What is needed is an exact copy of the lines from the one containing "pub fn remove(&mut" through the last line of the entries below, both included.

(PROVIDED ENTRIES)

//! Key material and the named key registry.
//!
//! [`KeyMaterial`] is an algorithm-tagged secret. Schemes check its length
//! when they are constructed; a key of the wrong size is rejected, never
//! padded or truncated.
//!
//! [`Keyring`] maps names to keys and tracks which key is active. It is owned
//! by the caller (the shell keeps one in its context) and is only mutated by
//! loading keys and selecting one.

use std::collections::BTreeMap;
use std::fmt;
use std::str::FromStr;

use sha2::{Digest, Sha256};
use thiserror::Error;
use zeroize::{Zeroize, ZeroizeOnDrop};

use super::error::CryptoError;
use super::random;
use crate::encoding::{self, EncodingError};

/// Errors from key material validation
#[derive(Debug, Clone, PartialEq, Eq, Error)]
pub enum KeyError {
    /// Key length does not match what the scheme requires
    #[error("{algorithm} key must be {expected} bytes, got {actual}")]
    InvalidLength {
        /// Scheme or algorithm name
        algorithm: &'static str,
        /// Required length in bytes
        expected: usize,
        /// Provided length in bytes
        actual: usize,
    },

    /// Requested key size is not supported by the algorithm
    #[error("Unsupported {algorithm} key size: {bits} bits")]
    UnsupportedSize {
        /// Algorithm name
        algorithm: &'static str,
        /// Requested size in bits
        bits: usize,
    },

    /// Key is tagged for a different algorithm family
    #[error("Key is tagged {actual}, scheme requires {expected}")]
    WrongAlgorithm {
        /// Required algorithm
        expected: KeyAlgorithm,
        /// Key's algorithm tag
        actual: KeyAlgorithm,
    },

    /// Empty key
    #[error("Key material is empty")]
    Empty,

    /// Key text could not be decoded
    #[error("Invalid key encoding: {0}")]
    Encoding(#[source] EncodingError),
}

/// Errors from keyring operations
#[derive(Debug, Clone, PartialEq, Eq, Error)]
pub enum KeyringError {
    /// Key not found
    #[error("Key <{0}> not exist")]
    KeyNotFound(String),

    /// No key has been selected
    #[error("No active key, select key first")]
    NoActiveKey,
}

/// Algorithm family a key is valid for
#[derive(Debug, Clone, Copy, PartialEq, Eq, Hash)]
pub enum KeyAlgorithm {
    /// AES block cipher (ECB and GCM schemes)
    Aes,
    /// ChaCha20 stream cipher (ChaCha20-Poly1305)
    ChaCha20,
    /// HMAC keys (OTP, key derivation)
    Hmac,
}

impl KeyAlgorithm {
    /// Algorithm name as shown in key listings
    pub fn name(&self) -> &'static str {
        match self {
            KeyAlgorithm::Aes => "AES",
            KeyAlgorithm::ChaCha20 => "ChaCha20",
            KeyAlgorithm::Hmac => "HMAC",
        }
    }

    fn check_bits(self, bits: usize) -> Result<(), KeyError> {
        let supported = match self {
            KeyAlgorithm::Aes => matches!(bits, 128 | 192 | 256),
            KeyAlgorithm::ChaCha20 => bits == 256,
            KeyAlgorithm::Hmac => bits > 0 && bits % 8 == 0,
        };
        if supported {
            Ok(())
        } else {
            Err(KeyError::UnsupportedSize {
                algorithm: self.name(),
                bits,
            })
        }
    }
}

impl fmt::Display for KeyAlgorithm {
    fn fmt(&self, f: &mut fmt::Formatter<'_>) -> fmt::Result {
        f.write_str(self.name())
    }
}

impl FromStr for KeyAlgorithm {
    type Err = String;

    fn from_str(s: &str) -> Result<Self, Self::Err> {
        match s.to_lowercase().as_str() {
            "aes" => Ok(KeyAlgorithm::Aes),
            "chacha20" | "chacha" => Ok(KeyAlgorithm::ChaCha20),
            "hmac" => Ok(KeyAlgorithm::Hmac),
            other => Err(format!("Unknown key algorithm: {other}. Use: aes, chacha20, hmac")),
        }
    }
}

/// Key identifier (name in the key file)
#[derive(Debug, Clone, PartialEq, Eq, Hash, PartialOrd, Ord)]
pub struct KeyId(String);

impl KeyId {
    /// Create a new key ID
    pub fn new(id: impl Into<String>) -> Self {
        Self(id.into())
    }

    /// Get the ID as a string
    pub fn as_str(&self) -> &str {
        &self.0
    }
}

impl fmt::Display for KeyId {
    fn fmt(&self, f: &mut fmt::Formatter<'_>) -> fmt::Result {
        write!(f, "{}", self.0)
    }
}

impl From<&str> for KeyId {
    fn from(s: &str) -> Self {
        Self::new(s)
    }
}

impl From<String> for KeyId {
    fn from(s: String) -> Self {
        Self::new(s)
    }
}

/// Key material (secret bytes plus algorithm tag), zeroized on drop
#[derive(Clone, Zeroize, ZeroizeOnDrop)]
pub struct KeyMaterial {
    bytes: Vec<u8>,
    #[zeroize(skip)]
    algorithm: KeyAlgorithm,
}

impl KeyMaterial {
    /// Wrap raw key bytes
    pub fn new(algorithm: KeyAlgorithm, bytes: Vec<u8>) -> Self {
        Self { bytes, algorithm }
    }

    /// Decode a standard base64 key
    pub fn from_base64(algorithm: KeyAlgorithm, text: &str) -> Result<Self, KeyError> {
        let bytes = encoding::base64_decode(text).map_err(KeyError::Encoding)?;
        Ok(Self::new(algorithm, bytes))
    }

    /// Generate a fresh random key of `bits` length
    pub fn generate(algorithm: KeyAlgorithm, bits: usize) -> Result<Self, CryptoError> {
        algorithm.check_bits(bits)?;
        let bytes = random::secure_random_bytes(bits / 8)?;
        tracing::debug!(algorithm = %algorithm, bits, "generated key");
        Ok(Self::new(algorithm, bytes))
    }

    /// Get the key bytes
    pub fn as_bytes(&self) -> &[u8] {
        &self.bytes
    }

    /// Algorithm family this key is tagged for
    pub fn algorithm(&self) -> KeyAlgorithm {
        self.algorithm
    }

    /// Get the key length in bytes
    pub fn len(&self) -> usize {
        self.bytes.len()
    }

    /// Key size in bits
    pub fn bits(&self) -> usize {
        self.bytes.len() * 8
    }

    /// Check if the key is empty
    pub fn is_empty(&self) -> bool {
        self.bytes.is_empty()
    }

    /// Base64 form, as stored in key files
    pub fn to_base64(&self) -> String {
        encoding::base64_encode(&self.bytes)
    }

    /// Base62 form
    pub fn to_base62(&self) -> String {
        encoding::base62_encode(&self.bytes)
    }

    /// First 8 hex characters of the key's SHA-256, safe to display
    pub fn fingerprint(&self) -> String {
        let digest = Sha256::digest(&self.bytes);
        encoding::hex_encode(&digest[..4])
    }

    /// Require a given algorithm tag and exact length
    pub(crate) fn require(
        &self,
        algorithm: KeyAlgorithm,
        scheme: &'static str,
        len: usize,
    ) -> Result<(), KeyError> {
        if self.algorithm != algorithm {
            return Err(KeyError::WrongAlgorithm {
                expected: algorithm,
                actual: self.algorithm,
            });
        }
        if self.bytes.len() != len {
            return Err(KeyError::InvalidLength {
                algorithm: scheme,
                expected: len,
                actual: self.bytes.len(),
            });
        }
        Ok(())
    }
}

impl fmt::Debug for KeyMaterial {
    fn fmt(&self, f: &mut fmt::Formatter<'_>) -> fmt::Result {
        // Don't leak key material in debug output
        write!(
            f,
            "KeyMaterial({}, [REDACTED, {} bytes])",
            self.algorithm,
            self.bytes.len()
        )
    }
}

/// Generate a random key and return it base64 encoded
pub fn generate_key_base64(algorithm: KeyAlgorithm, bits: usize) -> Result<String, CryptoError> {
    Ok(KeyMaterial::generate(algorithm, bits)?.to_base64())
}

/// Generate a random key and return it base62 encoded
pub fn generate_key_base62(algorithm: KeyAlgorithm, bits: usize) -> Result<String, CryptoError> {
    Ok(KeyMaterial::generate(algorithm, bits)?.to_base62())
}

/// Named keys with an active-key pointer
#[derive(Debug, Default)]
pub struct Keyring {
    /// Keys indexed by ID
    keys: BTreeMap<KeyId, KeyMaterial>,
    /// Currently selected key
    active: Option<KeyId>,
}

impl Keyring {
    /// Create a new empty keyring
    pub fn new() -> Self {
        Self::default()
    }

    /// Add or replace a key. Selection is unchanged.
    pub fn insert(&mut self, id: KeyId, material: KeyMaterial) {
        self.keys.insert(id, material);
    }

    /// Get a key by ID
    pub fn get(&self, id: &KeyId) -> Option<&KeyMaterial> {
        self.keys.get(id)
    }

    /// Check if a key exists
    pub fn contains(&self, id: &KeyId) -> bool {
        self.keys.contains_key(id)
    }

    /// The selected key's ID
    pub fn active_id(&self) -> Option<&KeyId> {
        self.active.as_ref()
    }

    /// The selected key
    pub fn active(&self) -> Result<(&KeyId, &KeyMaterial), KeyringError> {
        let id = self.active.as_ref().ok_or(KeyringError::NoActiveKey)?;
        let key = self
            .keys
            .get(id)
            .ok_or_else(|| KeyringError::KeyNotFound(id.to_string()))?;
        Ok((id, key))
    }

    /// Select the active key
    pub fn select(&mut self, id: KeyId) -> Result<(), KeyringError> {
        if !self.keys.contains_key(&id) {
            return Err(KeyringError::KeyNotFound(id.to_string()));
        }
        self.active = Some(id);
        Ok(())
    }

    /// Remove a key, clearing the selection if it was active
    pub fn remove(&mut self, id: &KeyId) -> Option<KeyMaterial> {
        if self.active.as_ref() == Some(id) {
            self.active = None;
        }
        self.keys.remove(id)
    }

    /// Keys in name order
    pub fn iter(&self) -> impl Iterator<Item = (&KeyId, &KeyMaterial)> {
        self.keys.iter()
    }

    /// Check if the keyring is empty
    pub fn is_empty(&self) -> bool {
        self.keys.is_empty()
    }

    /// Get the number of keys
    pub fn len(&self) -> usize {
        self.keys.len()
    }
}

(End PROVIDED ENTRIES)

RESPONSE AREA
    pub fn remove(&mut self, id: &KeyId) -> Option<KeyMaterial> {
        if self.active.as_ref() == Some(id) {
            self.active = None;
        }
        self.keys.remove(id)
    }

    /// Keys in name order
    pub fn iter(&self) -> impl Iterator<Item = (&KeyId, &KeyMaterial)> {
        self.keys.iter()
    }

    /// Check if the keyring is empty
    pub fn is_empty(&self) -> bool {
        self.keys.is_empty()
    }

    /// Get the number of keys
    pub fn len(&self) -> usize {
        self.keys.len()
    }
}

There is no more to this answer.